Personal information
- Full name: Sydney Marcella Kennedy
- Date of birth: March 2, 2001 (age 25)
- Place of birth: Fletchers Lake, Nova Scotia, Canada
- Height: 5 ft 8 in (1.73 m)
- Position: Forward

Team information
- Current team: Halifax Tides
- Number: 32

Youth career
- Suburban FC

College career
- Years: Team / Apps / (Gls)
- 2019–2022: Florida Gators / 53 / (3)
- 2023: Acadia Axewomen / 12 / (12)

Senior career*
- Years: Team / Apps / (Gls)
- 2025–: Halifax Tides / 24 / (1)

International career^{‡}
- 2016: Canada U15 / 7 / (6)

= Sydney Kennedy =

Canadian soccer player (born 2001)

Sydney Marcella Kennedy (born March 2, 2001) is a Canadian soccer player who plays for Halifax Tides FC in the Northern Super League.

==Early life==
Kennedy played for various youth teams in Nova Scotia, before eventually joining Suburban FC. She was named the 2016 Soccer Nova Scotia Youth Female Player of the Year. She played with Team Nova Scotia at the 2017 Canada Summer Games, scoring the game-winning goal to win the bronze medal.

In addition to soccer, she was also a proficient hockey player in her youth, played on U15/U16 provincial hockey team since age 12 and winning a national hockey skills competition at age 10.

==University career==
In 2019, Kennedy began attending the University of Florida, where she played for the women's soccer team. On October 11, 2020, she scored her first collegiate goal in a match against the Texas A&M Aggies. She also served as team captain and was awarded the women’s soccer team Leadership Award after her senior season. Over her four seasons at Florida, she was named to the Southeastern Conference Academic Honour Roll each year.
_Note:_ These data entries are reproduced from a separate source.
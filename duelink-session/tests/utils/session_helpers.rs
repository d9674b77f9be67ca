use duelink_core::{ClientId, GameType, TurnOwner};
use duelink_session::{
    GameSession, GameSessionConfig, GameSnapshot, GameStoreConfig, LocalIdentity, LocalMedia,
    MemoryRelay, PeerSessionConfig, SessionEvent,
};
use std::time::Duration;
use tokio::sync::{mpsc, watch};

pub const CONNECT_TIMEOUT_MS: u64 = 15_000;
pub const STATE_TIMEOUT_MS: u64 = 10_000;

/// Fixed ids so the election outcome is deterministic: "aaaa..." always wins
/// the lexicographic tie-break against "zzzz...".
pub fn offerer_identity() -> LocalIdentity {
    LocalIdentity {
        client_id: ClientId::from("aaaa-offerer"),
        username: "alice".to_string(),
    }
}

pub fn answerer_identity() -> LocalIdentity {
    LocalIdentity {
        client_id: ClientId::from("zzzz-answerer"),
        username: "bob".to_string(),
    }
}

fn test_config(starting_turn: TurnOwner) -> GameSessionConfig {
    GameSessionConfig {
        peer: PeerSessionConfig::local_only(),
        store: GameStoreConfig::instant(),
        game_type: GameType::Yugioh,
        starting_turn,
    }
}

pub async fn join_session(
    relay: &MemoryRelay,
    room: &str,
    identity: LocalIdentity,
    media: LocalMedia,
    starting_turn: TurnOwner,
) -> GameSession {
    let (channel, signal_rx) = relay.join(room);
    GameSession::connect(identity, channel, signal_rx, media, test_config(starting_turn))
        .await
        .expect("failed to start session")
}

/// Two data-only sessions on one memory relay room, both waited on until the
/// game channel is open (loopback host candidates, no STUN).
pub async fn connect_pair(relay: &MemoryRelay, room: &str) -> (GameSession, GameSession) {
    let mut a = join_session(
        relay,
        room,
        offerer_identity(),
        LocalMedia::none(),
        TurnOwner::Yours,
    )
    .await;
    let mut b = join_session(
        relay,
        room,
        answerer_identity(),
        LocalMedia::none(),
        TurnOwner::Theirs,
    )
    .await;

    wait_for_event(
        &mut a.events,
        |e| matches!(e, SessionEvent::ChannelOpen),
        CONNECT_TIMEOUT_MS,
    )
    .await;
    wait_for_event(
        &mut b.events,
        |e| matches!(e, SessionEvent::ChannelOpen),
        CONNECT_TIMEOUT_MS,
    )
    .await;

    (a, b)
}

pub async fn wait_for_event(
    events: &mut mpsc::Receiver<SessionEvent>,
    predicate: impl Fn(&SessionEvent) -> bool,
    timeout_ms: u64,
) -> SessionEvent {
    tokio::time::timeout(Duration::from_millis(timeout_ms), async {
        loop {
            match events.recv().await {
                Some(event) if predicate(&event) => return event,
                Some(_) => {}
                None => panic!("session event stream closed"),
            }
        }
    })
    .await
    .expect("timed out waiting for session event")
}

pub async fn wait_for_state(
    snapshots: &mut watch::Receiver<GameSnapshot>,
    predicate: impl Fn(&GameSnapshot) -> bool,
) -> GameSnapshot {
    tokio::time::timeout(Duration::from_millis(STATE_TIMEOUT_MS), async {
        loop {
            {
                let snap = snapshots.borrow();
                if predicate(&snap) {
                    return snap.clone();
                }
            }
            snapshots.changed().await.expect("store gone");
        }
    })
    .await
    .expect("timed out waiting for game state")
}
In 2023, after graduating from the University of Florida, she returned to Canada to attend Acadia University, where she played for the women's soccer team, alongside her sister. On October 13, 2023, she scored four goals in a 6-0 victory over the Saint Mary's Huskies. She led the team with 12 goals in her sole season with the school. At the end of the season, she was named an AUS First Team All-Star and a U Sports Second Team All-Canadian.

==Club career==
In January 2025, Kennedy signed with Halifax Tides FC in the Northern Super League. Ahead of her first season as a professional, she balanced a full-time office job with training for pre-season.

==International career==
In 2016, Kennedy played with the Canada U15 at the 2016 CONCACAF Girls' U-15 Championship, scoring six goals en route to winning a silver medal. She was later called up to a camp with the Canada U17 team.